A: The benefits primarily fall into three main buckets: time savings, cost savings, and safety. On the time-savings front, our drones are able to clean and disinfect a multiple story structure faster than traditional methods. With regards to costs, there are three primary ways our drones reduce cost: Time savings: We have found that our cleaning drone completes jobs three to five times faster than traditional methods, which reduces the amount of time that each job takes.

Q: Do you expect the demand for disinfecting drones to change after the pandemic or do you think there will still be a great need for this technology?

A: The common opinion we hear is that disinfecting is here and here to stay. For example, in the sports stadium realm, people are placing an increasingly high emphasis on knowing that the stadium has done everything in its best efforts to ensure a healthy environment for the fans. 

Q: What are the biggest challenges in using cleaning and disinfecting drones?
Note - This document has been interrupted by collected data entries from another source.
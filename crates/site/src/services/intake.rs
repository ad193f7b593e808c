//! Application intake: normalization of the landing-page JSON and the
//! follow-up invitation.

use chrono::{DateTime, Utc};
use rust_decimal::Decimal;
use serde::Serialize;
use serde_json::{Map, Value};
use thiserror::Error;

use psicofinders_core::{Email, EmailError, Modality};

use super::identity::IdentityClient;
use crate::models::NewApplication;

const DEFAULT_UI_LANG: &str = "es";
const DEFAULT_SOURCE: &str = "landing-pro-mvp";

/// Required keys, checked in this order.
const REQUIRED: [&str; 6] = ["name", "email", "city", "country", "colegiado", "langs"];

#[derive(Debug, Error)]
pub enum IntakeError {
    #[error("Missing field: {0}")]
    MissingField(&'static str),

    #[error("Invalid field: email")]
    InvalidEmail(#[source] EmailError),
}

/// Turn a submitted JSON body into a storable application.
///
/// Non-object bodies behave like an empty object.
///
/// # Errors
///
/// - [`IntakeError::MissingField`] for the first required key that is absent or empty
/// - [`IntakeError::InvalidEmail`] if the address does not look like an email
pub fn normalize(body: &Value, now: DateTime<Utc>) -> Result<NewApplication, IntakeError> {
    let empty = Map::new();
    let body = body.as_object().unwrap_or(&empty);

    for key in REQUIRED {
        let present = match body.get(key) {
            Some(Value::Array(items)) if key == "langs" => !items.is_empty(),
            Some(_) if key == "langs" => false,
            Some(value) => is_present(value),
            None => false,
        };
        if !present {
            return Err(IntakeError::MissingField(key));
        }
    }

    let email = text(body, "email", 200).unwrap_or_default();
    let email = Email::parse(&email).map_err(IntakeError::InvalidEmail)?;

    Ok(NewApplication {
        submitted_at: now,
        name: text(body, "name", 200).unwrap_or_default(),
        email,
        phone: text(body, "phone", 50),
        city: text(body, "city", 120).unwrap_or_default(),
        country: text(body, "country", 120).unwrap_or_default(),
        colegiado: text(body, "colegiado", 120).unwrap_or_default(),
        experience: number(body.get("experience")),
        website: text(body, "website", 300),
        modality: Modality::parse_or_default(body.get("modality").and_then(Value::as_str)),
        langs: list(body.get("langs")),
        approaches: list(body.get("approaches")),
        specialties: list(body.get("specialties")),
        price_min: number(body.get("priceMin")),
        price_max: number(body.get("priceMax")),
        availability: body.get("availability").filter(|v| !v.is_null()).cloned(),
        notes: body.get("notes").filter(|v| is_present(v)).map(stringify),
        ui_lang: body
            .get("uiLang")
            .filter(|v| is_present(v))
            .map_or_else(|| DEFAULT_UI_LANG.to_owned(), stringify),
        source: body
            .get("source")
            .filter(|v| is_present(v))
            .map_or_else(|| DEFAULT_SOURCE.to_owned(), stringify),
    })
}

/// Blank strings, zero, `false` and `null` count as absent.
fn is_present(value: &Value) -> bool {
    match value {
        Value::Null => false,
        Value::Bool(b) => *b,
        Value::Number(n) => n.as_f64().is_some_and(|f| f != 0.0),
        Value::String(s) => !s.trim().is_empty(),
        Value::Array(_) | Value::Object(_) => true,
    }
}

fn stringify(value: &Value) -> String {
    match value {
        Value::String(s) => s.trim().to_owned(),
        other => other.to_string(),
    }
}

fn text(body: &Map<String, Value>, key: &str, max_chars: usize) -> Option<String> {
    body.get(key)
        .filter(|v| is_present(v))
        .map(|v| stringify(v).chars().take(max_chars).collect())
}

/// Numbers pass through; numeric strings are parsed; anything else is dropped.
fn number(value: Option<&Value>) -> Option<Decimal> {
    match value? {
        Value::Number(n) => n.to_string().parse().ok(),
        Value::String(s) if !s.trim().is_empty() => s.trim().replace(',', ".").parse().ok(),
        _ => None,
    }
}

fn list(value: Option<&Value>) -> Vec<String> {
    value
        .and_then(Value::as_array)
        .map(|items| items.iter().map(stringify).collect())
        .unwrap_or_default()
}

/// What the applicant was sent after intake.
#[derive(Debug, Clone, Copy, PartialEq, Eq, Serialize)]
#[serde(rename_all = "lowercase")]
pub enum InviteOutcome {
    /// An invitation to create the account.
    Invite,
    /// The account already existed; a one-time sign-in link was sent.
    Otp,
    Skipped,
}

/// Invite the applicant to create their pro account.
///
/// Best-effort: every failure is logged and reported as
/// [`InviteOutcome::Skipped`], never as an error.
pub async fn invite_applicant(
    client: Option<&IdentityClient>,
    redirect_to: Option<&str>,
    application: &NewApplication,
) -> InviteOutcome {
    let Some(client) = client else {
        tracing::debug!("Identity provider not configured, skipping invitation");
        return InviteOutcome::Skipped;
    };

    let data = serde_json::json!({
        "name": application.name,
        "colegiado": application.colegiado,
        "city": application.city,
        "country": application.country,
        "modality": application.modality,
        "langs": application.langs,
        "source": application.source,
    });
    let email = application.email.as_str();

    match client.invite(email, redirect_to, &data).await {
        Ok(()) => InviteOutcome::Invite,
        Err(e) if e.is_already_registered() => {
            match client.send_sign_in_link(email, redirect_to).await {
                Ok(()) => InviteOutcome::Otp,
                Err(e) => {
                    tracing::warn!(error = %e, "Sign-in link after intake failed");
                    InviteOutcome::Skipped
                }
            }
        }
        Err(e) => {
            tracing::warn!(error = %e, "Invitation after intake failed");
            InviteOutcome::Skipped
        }
    }
}
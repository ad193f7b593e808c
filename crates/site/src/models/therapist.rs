//! Therapist profile as seen by its owner.

use serde::Serialize;

use psicofinders_core::{Availability, FeeRange, Languages, Modality, TherapistId};

/// The caller's own profile row.
#[derive(Debug, Clone, Serialize)]
pub struct TherapistProfile {
    pub id: TherapistId,
    pub email: Option<String>,
    pub name: Option<String>,
    /// Professional registration number.
    pub colegiado: Option<String>,
    pub modality: Option<Modality>,
    pub langs: Vec<String>,
    pub approaches: Vec<String>,
    pub specialties: Vec<String>,
    pub city: Option<String>,
    pub country: Option<String>,
    pub website: Option<String>,
    pub phone: Option<String>,
    pub fees: FeeRange,
    pub availability: Availability,
    pub avatar_url: Option<String>,
    pub onboarding_complete: bool,
}

impl TherapistProfile {
    /// Name to greet the owner with.
    #[must_use]
    pub fn display_name(&self) -> &str {
        self.name
            .as_deref()
            .filter(|n| !n.trim().is_empty())
            .or(self.email.as_deref())
            .unwrap_or("profesional")
    }
}

/// Fields captured by the onboarding form.
#[derive(Debug, Clone)]
pub struct OnboardingSubmission {
    pub name: String,
    pub colegiado: String,
    pub modality: Modality,
    pub langs: Languages,
}

/// Editable identity fields on the profile page.
#[derive(Debug, Clone)]
pub struct ProfileUpdate {
    pub name: String,
    pub colegiado: String,
    pub modality: Modality,
    pub langs: Languages,
    pub city: Option<String>,
    pub country: Option<String>,
    pub website: Option<String>,
    pub phone: Option<String>,
}

#[cfg(test)]
mod tests {
    use super::*;

    fn blank() -> TherapistProfile {
        TherapistProfile {
            id: TherapistId::new(uuid::Uuid::nil()),
            email: Some("ana@example.org".into()),
            name: None,
            colegiado: None,
            modality: None,
            langs: Vec::new(),
            approaches: Vec::new(),
            specialties: Vec::new(),
            city: None,
            country: None,
            website: None,
            phone: None,
            fees: FeeRange::default(),
            availability: Availability::default(),
            avatar_url: None,
            onboarding_complete: false,
        }
    }

    #[test]
    fn test_display_name_falls_back_to_email() {
        let mut profile = blank();
        assert_eq!(profile.display_name(), "ana@example.org");
        profile.name = Some("  ".into());
        assert_eq!(profile.display_name(), "ana@example.org");
        profile.name = Some("Ana Ruiz".into());
        assert_eq!(profile.display_name(), "Ana Ruiz");
        profile.name = None;
        profile.email = None;
        assert_eq!(profile.display_name(), "profesional");
    }
}
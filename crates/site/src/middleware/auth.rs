//! Extractor for handlers under `/pro`.

use axum::{
    extract::FromRequestParts,
    http::request::Parts,
    response::{IntoResponse, Response},
};

use psicofinders_core::gate::login_redirect;

use crate::models::ProCaller;
use crate::routes::found;

/// Extractor that requires a signed-in pro account.
///
/// The `/pro` gate puts the [`ProCaller`] in request extensions; without it
/// the request is redirected to the login page.
///
/// # Example
///
/// ```rust,ignore
/// async fn dashboard(RequirePro(caller): RequirePro) -> impl IntoResponse {
///     format!("Hola, {}", caller.identity.id)
/// }
/// ```
pub struct RequirePro(pub ProCaller);

/// Redirect to login, returning to the requested page afterwards.
pub struct LoginRedirect(String);

impl IntoResponse for LoginRedirect {
    fn into_response(self) -> Response {
        found(&self.0)
    }
}

impl<S> FromRequestParts<S> for RequirePro
where
    S: Send + Sync,
{
    type Rejection = LoginRedirect;

    async fn from_request_parts(parts: &mut Parts, _state: &S) -> Result<Self, Self::Rejection> {
        parts
            .extensions
            .get::<ProCaller>()
            .cloned()
            .map(Self)
            .ok_or_else(|| LoginRedirect(login_redirect(parts.uri.path(), parts.uri.query())))
    }
}
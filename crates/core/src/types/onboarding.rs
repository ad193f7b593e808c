//! Onboarding state of a pro account.

use serde::Serialize;

/// Where an authenticated account stands in onboarding.
///
/// ```text
/// NoAccount --(first profile upsert)--> Incomplete --(upsert with flag set)--> Complete
/// ```
///
/// `Complete` is terminal.
#[derive(Debug, Clone, Copy, PartialEq, Eq, Hash, Serialize)]
#[serde(rename_all = "snake_case")]
pub enum OnboardingState {
    /// No profile row exists for the identity yet.
    NoAccount,
    /// A profile row exists with `onboarding_complete = false`.
    Incomplete,
    Complete,
}

impl OnboardingState {
    /// Classify from the stored completeness flag; `None` means no row.
    #[must_use]
    pub const fn from_flag(flag: Option<bool>) -> Self {
        match flag {
            None => Self::NoAccount,
            Some(false) => Self::Incomplete,
            Some(true) => Self::Complete,
        }
    }

    #[must_use]
    pub const fn is_complete(self) -> bool {
        matches!(self, Self::Complete)
    }

    /// Landing page right after a successful sign-in.
    #[must_use]
    pub const fn home_path(self) -> &'static str {
        if self.is_complete() {
            crate::gate::DASHBOARD_PATH
        } else {
            crate::gate::ONBOARDING_PATH
        }
    }
}
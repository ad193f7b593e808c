//! Newtype IDs for type-safe entity references.
//!
//! Use the `define_id!` macro to create type-safe ID wrappers that prevent
//! accidentally mixing a therapist's account id with an application id.

/// Macro to define a type-safe ID wrapper around a [`uuid::Uuid`].
///
/// Creates a newtype with:
/// - `Serialize`/`Deserialize` with `#[serde(transparent)]`
/// - `Debug`, `Clone`, `Copy`, `PartialEq`, `Eq`, `Hash`
/// - Conversion methods: `new()`, `as_uuid()`
/// - `FromStr`, `Display`, `From<Uuid>` and `Into<Uuid>`
/// - `sqlx` `Type`, `Encode`, and `Decode` implementations (with `postgres` feature)
///
/// # Example
///
/// ```rust
/// # use psicofinders_core::define_id;
/// define_id!(PatientId);
/// define_id!(InvoiceId);
///
/// let uuid = uuid::Uuid::new_v4();
/// let patient = PatientId::new(uuid);
/// assert_eq!(patient.as_uuid(), uuid);
///
/// // These are different types, so this won't compile:
/// // let _: InvoiceId = patient;
/// ```
#[macro_export]
macro_rules! define_id {
    ($name:ident) => {
        #[derive(
            Debug,
            Clone,
            Copy,
            PartialEq,
            Eq,
            Hash,
            ::serde::Serialize,
            ::serde::Deserialize
        )]
        #[serde(transparent)]
        pub struct $name(::uuid::Uuid);

        impl $name {
            /// Wrap an existing UUID.
            #[must_use]
            pub const fn new(id: ::uuid::Uuid) -> Self {
                Self(id)
            }

            /// Get the underlying UUID.
            #[must_use]
            pub const fn as_uuid(&self) -> ::uuid::Uuid {
                self.0
            }
        }

        impl ::core::fmt::Display for $name {
            fn fmt(&self, f: &mut ::core::fmt::Formatter<'_>) -> ::core::fmt::Result {
                write!(f, "{}", self.0)
            }
        }

        impl ::core::str::FromStr for $name {
            type Err = ::uuid::Error;

            fn from_str(s: &str) -> ::core::result::Result<Self, Self::Err> {
                ::uuid::Uuid::parse_str(s).map(Self)
            }
        }

        impl From<::uuid::Uuid> for $name {
            fn from(id: ::uuid::Uuid) -> Self {
                Self(id)
            }
        }

        impl From<$name> for ::uuid::Uuid {
            fn from(id: $name) -> Self {
                id.0
            }
        }

        #[cfg(feature = "postgres")]
        impl ::sqlx::Type<::sqlx::Postgres> for $name {
            fn type_info() -> ::sqlx::postgres::PgTypeInfo {
                <::uuid::Uuid as ::sqlx::Type<::sqlx::Postgres>>::type_info()
            }

            fn compatible(ty: &::sqlx::postgres::PgTypeInfo) -> bool {
                <::uuid::Uuid as ::sqlx::Type<::sqlx::Postgres>>::compatible(ty)
            }
        }

        #[cfg(feature = "postgres")]
        impl<'r> ::sqlx::Decode<'r, ::sqlx::Postgres> for $name {
            fn decode(
                value: ::sqlx::postgres::PgValueRef<'r>,
            ) -> ::core::result::Result<Self, ::sqlx::error::BoxDynError> {
                let id = <::uuid::Uuid as ::sqlx::Decode<::sqlx::Postgres>>::decode(value)?;
                Ok(Self(id))
            }
        }

        #[cfg(feature = "postgres")]
        impl ::sqlx::Encode<'_, ::sqlx::Postgres> for $name {
            fn encode_by_ref(
                &self,
                buf: &mut ::sqlx::postgres::PgArgumentBuffer,
            ) -> ::std::result::Result<::sqlx::encode::IsNull, ::sqlx::error::BoxDynError> {
                <::uuid::Uuid as ::sqlx::Encode<::sqlx::Postgres>>::encode_by_ref(&self.0, buf)
            }
        }
    };
}

// The therapist id is the user id assigned by the identity provider.
define_id!(TherapistId);
define_id!(ApplicationId);

#[cfg(test)]
#[allow(clippy::unwrap_used)]
mod tests {
    use super::*;

    #[test]
    fn test_parse_and_display() {
        let raw = "5f0c8a9e-2c1b-4b7e-9a57-0d3f5c2a1e11";
        let id: TherapistId = raw.parse().unwrap();
        assert_eq!(id.to_string(), raw);
    }

    #[test]
    fn test_parse_rejects_garbage() {
        assert!("not-a-uuid".parse::<ApplicationId>().is_err());
    }

    #[test]
    fn test_serde_transparent() {
        let uuid = uuid::Uuid::new_v4();
        let json = serde_json::to_string(&TherapistId::new(uuid)).unwrap();
        assert_eq!(json, format!("\"{uuid}\""));
    }
}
A: Mindset matters. We have a lot of experience training people to fly our drones who don’t have a technical background. Sometimes, though, there is an initial mental hurdle to overcome with adopting innovative technologies that solve old-school problems. However, when we train our customers, it is an incredibly rewarding experience to see that “light bulb moment” when they see just how easy the drones are to fly and what they are capable of doing. If people prefer not to operate the drones themselves, they can hire an individual or a company if they wish. 

Q: Have you always had an interest in drones? What inspired that interest?

A: I’ve always been a nerd of sorts and grew up loving to build things. My true interest and passion for drones, though, resulted from this business. If we reference our company’s inception story, we began from a place of humanitarian concern—we wanted to find a safer way to clean buildings. Drones just happened to be a great way to solve this problem. What I’m most passionate about is finding a way to serve others and make the world a better place through my actions. It has been incredibly rewarding to couple that passion with my love for technology and building.

Q: What is your vision for the future of this cleaning technology?

A: Our vision at Lucid is to elevate efficiency, safety, and humanity by building the most productive drones. We want our technology to enable properties to clean with greater efficiency, regularity, and safety.